Spiralfrog held out in vain for other major catalogs and financial setbacks and serious in-fighting caused Spiralfrog to delay its December launch date and reorganize its ranks, resulting in the departure of 11 of its 23 original executives, including its CEO, former Universal McCann chief Robin Kent.

Nine months after its false start, Universal-backed Spiralfrog officially launches today, with an initial offering of about 700,000 songs. But it's got at least one major competitor already on the horizon: Mr. Kent's new ad-supported music venture, Qtrax.

P2P competition
After the Spiralfrog falling out, Mr. Kent and his colleague Lance Ford, founding publisher of the U.S. edition of Maxim, started a company called Rebel Digital and made ad-supported music service Qtrax its biggest project. Targeted toward the 13-to-35 demo, it's designed to compete with the peer-to-peer market rather than iTunes or Rhapsody but has the support of all four major music catalogs -- Universal, BMI, EMI and Sony BMG -- and an aggregation of enough music publishers, exclusive live tracks and obscure remixes to make for a launch catalog of roughly 30 million songs. ITunes, by comparison, sells only about 5 million to 6 million tracks.

"The core difference is the size of the catalogs," Mr. Kent said. "The killer app for us is in the gray area -- [aggregating] the peer-to-peer community as opposed to one website."

Qtrax will officially kick off in the U.S. by year's end, and a major international launch is set for early 2008. Its revenue-sharing model gives labels a significant cut, said Qtrax Chairman-CEO Allan Klepfisz. "If we do well, they do well."
Robin Kent may be competing against his former company, Spiralfrog.
Robin Kent may be competing against his former company, Spiralfrog.

Consumer receptiveness to ads in music services is unproved. Ruckus, an ad-supported music server offered exclusively on college campuses, is the closest any of these attempts has come to success. Although all the big music players have licensed their catalogs, Ruckus lacks at least one killer app 18-to-24-year-olds need: portability. Once songs are downloaded, users can't upload them to their iPod or burn them to a CD.

But Ruckus seems to be just as much about helping marketers target college students as it is about providing free music. CEO Mike Bebel said a major goal is to help advertisers learn more about its users and their demo.

Making a recovery
Spiralfrog, for its part, seems to have made a recovery in the past nine months.

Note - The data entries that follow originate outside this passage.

//! The beneficiary record and the other payloads the REST API returns.
//!
//! [`Beneficiary`] is a flat record of strings: every editable field holds
//! exactly what the user typed (or what the server sent), and the empty
//! string means "not filled in". Server-assigned fields are kept alongside
//! but are never part of a submission.

use chrono::{DateTime, NaiveDateTime};
use serde::{Deserialize, Deserializer, Serialize, de};
use serde_json::{Map, Value};

use crate::{
  choice::{BeneficiaryKind, Status},
  field::{ALWAYS_SENT, DATES, Field},
};

/// Nationality pre-filled on new records.
pub const DEFAULT_NATIONALITY: &str = "Brasileira";

// ─── Record ──────────────────────────────────────────────────────────────────

#[derive(Debug, Clone, Default, PartialEq, Eq, Serialize, Deserialize)]
#[serde(default)]
pub struct Beneficiary {
  // Server-assigned.
  #[serde(skip_serializing_if = "Option::is_none")]
  pub id:         Option<i64>,
  #[serde(rename = "matricula", skip_serializing_if = "Option::is_none")]
  pub registration: Option<String>,
  #[serde(rename = "data_criacao", skip_serializing_if = "Option::is_none")]
  pub created_at: Option<String>,
  #[serde(rename = "data_atualizacao", skip_serializing_if = "Option::is_none")]
  pub updated_at: Option<String>,
  #[serde(rename = "ativo", skip_serializing_if = "Option::is_none")]
  pub active:     Option<bool>,

  // Identity.
  #[serde(rename = "nome_completo", deserialize_with = "lenient")]
  pub full_name:       String,
  #[serde(rename = "data_nascimento", deserialize_with = "lenient")]
  pub birth_date:      String,
  #[serde(rename = "sexo", deserialize_with = "lenient")]
  pub sex:             String,
  #[serde(deserialize_with = "lenient")]
  pub cpf:             String,
  #[serde(deserialize_with = "lenient")]
  pub rg:              String,
  #[serde(rename = "orgao_emissor_rg", deserialize_with = "lenient")]
  pub rg_issuer:       String,
  #[serde(rename = "data_emissao_rg", deserialize_with = "lenient")]
  pub rg_issue_date:   String,
  #[serde(rename = "nome_mae", deserialize_with = "lenient")]
  pub mother_name:     String,
  #[serde(rename = "estado_civil", deserialize_with = "lenient")]
  pub marital_status:  String,
  #[serde(rename = "nacionalidade", deserialize_with = "lenient")]
  pub nationality:     String,

  // Address.
  #[serde(rename = "logradouro", deserialize_with = "lenient")]
  pub street:          String,
  #[serde(rename = "numero_endereco", deserialize_with = "lenient")]
  pub street_number:   String,
  #[serde(rename = "complemento_endereco", deserialize_with = "lenient")]
  pub complement:      String,
  #[serde(rename = "bairro", deserialize_with = "lenient")]
  pub neighborhood:    String,
  #[serde(rename = "cidade", deserialize_with = "lenient")]
  pub city:            String,
  #[serde(rename = "uf", deserialize_with = "lenient")]
  pub state_code:      String,
  #[serde(deserialize_with = "lenient")]
  pub cep:             String,

  // Contact.
  #[serde(rename = "telefone_fixo", deserialize_with = "lenient")]
  pub landline:        String,
  #[serde(rename = "telefone_celular", deserialize_with = "lenient")]
  pub mobile:          String,
  #[serde(deserialize_with = "lenient")]
  pub email:           String,

  // Plan membership.
  #[serde(rename = "plano_saude_vinculado", deserialize_with = "lenient")]
  pub plan:                String,
  #[serde(rename = "data_inicio_cobertura", deserialize_with = "lenient")]
  pub coverage_start:      String,
  #[serde(rename = "data_termino_cobertura", deserialize_with = "lenient")]
  pub coverage_end:        String,
  #[serde(rename = "situacao_cadastral", deserialize_with = "lenient")]
  pub status:              String,
  #[serde(rename = "tipo_beneficiario", deserialize_with = "lenient")]
  pub kind:                String,
  #[serde(rename = "grau_parentesco", deserialize_with = "lenient")]
  pub relationship:        String,
  #[serde(rename = "id_titular", deserialize_with = "lenient")]
  pub policyholder_id:     String,
  #[serde(rename = "numero_carteira_plano", deserialize_with = "lenient")]
  pub card_number:         String,
  #[serde(rename = "data_adesao_plano", deserialize_with = "lenient")]
  pub enrollment_date:     String,
  #[serde(rename = "data_cancelamento_plano", deserialize_with = "lenient")]
  pub cancellation_date:   String,
  #[serde(rename = "motivo_cancelamento", deserialize_with = "lenient")]
  pub cancellation_reason: String,
}

impl Beneficiary {
  /// A blank record as the form starts it in create mode.
  pub fn draft() -> Self {
    Self {
      status: Status::Active.to_string(),
      kind: BeneficiaryKind::Policyholder.to_string(),
      nationality: DEFAULT_NATIONALITY.to_owned(),
      ..Self::default()
    }
  }

  pub fn get(&self, field: Field) -> &str {
    match field {
      Field::FullName => &self.full_name,
      Field::BirthDate => &self.birth_date,
      Field::Sex => &self.sex,
      Field::Cpf => &self.cpf,
      Field::Rg => &self.rg,
      Field::RgIssuer => &self.rg_issuer,
      Field::RgIssueDate => &self.rg_issue_date,
      Field::MotherName => &self.mother_name,
      Field::MaritalStatus => &self.marital_status,
      Field::Nationality => &self.nationality,
      Field::Street => &self.street,
      Field::StreetNumber => &self.street_number,
      Field::Complement => &self.complement,
      Field::Neighborhood => &self.neighborhood,
      Field::City => &self.city,
      Field::StateCode => &self.state_code,
      Field::Cep => &self.cep,
      Field::Landline => &self.landline,
      Field::Mobile => &self.mobile,
      Field::Email => &self.email,
      Field::Plan => &self.plan,
      Field::CoverageStart => &self.coverage_start,
      Field::CoverageEnd => &self.coverage_end,
      Field::Status => &self.status,
      Field::Kind => &self.kind,
      Field::Relationship => &self.relationship,
      Field::PolicyholderId => &self.policyholder_id,
      Field::CardNumber => &self.card_number,
      Field::EnrollmentDate => &self.enrollment_date,
      Field::CancellationDate => &self.cancellation_date,
      Field::CancellationReason => &self.cancellation_reason,
    }
  }

  fn slot_mut(&mut self, field: Field) -> &mut String {
    match field {
      Field::FullName => &mut self.full_name,
      Field::BirthDate => &mut self.birth_date,
      Field::Sex => &mut self.sex,
      Field::Cpf => &mut self.cpf,
      Field::Rg => &mut self.rg,
      Field::RgIssuer => &mut self.rg_issuer,
      Field::RgIssueDate => &mut self.rg_issue_date,
      Field::MotherName => &mut self.mother_name,
      Field::MaritalStatus => &mut self.marital_status,
      Field::Nationality => &mut self.nationality,
      Field::Street => &mut self.street,
      Field::StreetNumber => &mut self.street_number,
      Field::Complement => &mut self.complement,
      Field::Neighborhood => &mut self.neighborhood,
      Field::City => &mut self.city,
      Field::StateCode => &mut self.state_code,
      Field::Cep => &mut self.cep,
      Field::Landline => &mut self.landline,
      Field::Mobile => &mut self.mobile,
      Field::Email => &mut self.email,
      Field::Plan => &mut self.plan,
      Field::CoverageStart => &mut self.coverage_start,
      Field::CoverageEnd => &mut self.coverage_end,
      Field::Status => &mut self.status,
      Field::Kind => &mut self.kind,
      Field::Relationship => &mut self.relationship,
      Field::PolicyholderId => &mut self.policyholder_id,
      Field::CardNumber => &mut self.card_number,
      Field::EnrollmentDate => &mut self.enrollment_date,
      Field::CancellationDate => &mut self.cancellation_date,
      Field::CancellationReason => &mut self.cancellation_reason,
    }
  }

  pub fn set(&mut self, field: Field, value: impl Into<String>) {
    *self.slot_mut(field) = value.into();
  }

  pub fn status(&self) -> Option<Status> { self.status.parse().ok() }

  pub fn kind(&self) -> Option<BeneficiaryKind> { self.kind.parse().ok() }

  pub fn is_dependent(&self) -> bool { self.kind() == Some(BeneficiaryKind::Dependent) }

  /// Cut every date field down to its calendar-date part, e.g.
  /// `1990-05-10T00:00:00Z` becomes `1990-05-10`.
  pub fn truncate_dates(&mut self) {
    for field in DATES {
      let slot = self.slot_mut(field);
      if let Some(idx) = slot.find('T') {
        slot.truncate(idx);
      }
    }
  }

  /// The JSON body sent on create/update: every editable field, minus
  /// empty optional ones. Full name, CPF and email are always sent.
  pub fn submission(&self) -> Map<String, Value> {
    Field::all()
      .filter(|f| !self.get(*f).is_empty() || ALWAYS_SENT.contains(f))
      .map(|f| (f.key().to_owned(), Value::String(self.get(f).to_owned())))
      .collect()
  }

  /// Creation timestamp as `dd/mm/yyyy HH:MM`, or `-` when absent or
  /// unparseable.
  pub fn created_display(&self) -> String {
    self
      .created_at
      .as_deref()
      .and_then(parse_timestamp)
      .map(|ts| ts.format("%d/%m/%Y %H:%M").to_string())
      .unwrap_or_else(|| "-".to_owned())
  }
}

// ─── History ─────────────────────────────────────────────────────────────────

/// One entry of a record's change history.
#[derive(Debug, Clone, PartialEq, Eq, Serialize, Deserialize)]
pub struct HistoryEntry {
  pub id:             i64,
  #[serde(rename = "beneficiario_id")]
  pub beneficiary_id: i64,
  #[serde(rename = "campo_alterado")]
  pub changed_field:  String,
  #[serde(rename = "valor_antigo", default)]
  pub old_value:      Option<String>,
  #[serde(rename = "valor_novo", default)]
  pub new_value:      Option<String>,
  #[serde(rename = "data_alteracao", default)]
  pub changed_at:     Option<String>,
  #[serde(rename = "usuario_alteracao", default)]
  pub changed_by:     Option<String>,
}

impl HistoryEntry {
  pub fn changed_at_display(&self) -> String {
    self
      .changed_at
      .as_deref()
      .and_then(parse_timestamp)
      .map(|ts| ts.format("%d/%m/%Y %H:%M").to_string())
      .unwrap_or_else(|| "-".to_owned())
  }
}

// ─── Paging ──────────────────────────────────────────────────────────────────

/// Body of `GET /beneficiarios`. Every counter is optional on the wire.
#[derive(Debug, Clone, Default, Serialize, Deserialize)]
#[serde(default)]
pub struct BeneficiaryPage {
  #[serde(rename = "beneficiarios")]
  pub items:        Vec<Beneficiary>,
  pub current_page: Option<u32>,
  pub per_page:     Option<u32>,
  pub total:        Option<u64>,
  pub pages:        Option<u32>,
}

// ─── Helpers ─────────────────────────────────────────────────────────────────

/// Accept `null`, strings, numbers and booleans as a string field.
fn lenient<'de, D: Deserializer<'de>>(d: D) -> Result<String, D::Error> {
  match Option::<Value>::deserialize(d)? {
    None | Some(Value::Null) => Ok(String::new()),
    Some(Value::String(s)) => Ok(s),
    Some(Value::Number(n)) => Ok(n.to_string()),
    Some(Value::Bool(b)) => Ok(b.to_string()),
    Some(other) => Err(de::Error::custom(format!(
      "expected a scalar, found {other}"
    ))),
  }
}

/// Parse the server's ISO-8601 timestamps, with or without an offset.
fn parse_timestamp(raw: &str) -> Option<NaiveDateTime> {
  DateTime::parse_from_rfc3339(raw)
    .map(|dt| dt.naive_local())
    .ok()
    .or_else(|| raw.parse::<NaiveDateTime>().ok())
}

Founder and Chairman Joe Mohen said the catalog will be expanded with content from the major publishers in the near future, and he recruited another McCann vet, George Hayes, to head up ad sales. Charter advertisers include Colgate, Chevy and Discover Card, whose ads will be served during the 90-second song downloads. Age targeting allows the service to court spirits marketers as well. But for a site that was ready for launch a year ago, Mr. Mohen's definition of early success for Spiralfrog seems to be more technical than engagement-based.

"The first three months will be all about making sure the system's working, learning from the focus groups that we've made the enhancements they've requested, making sure the reporting's up to speed, the glitches are worked out. Then we'll start looking at the scale of monthly uniques," Mr. Mohen said.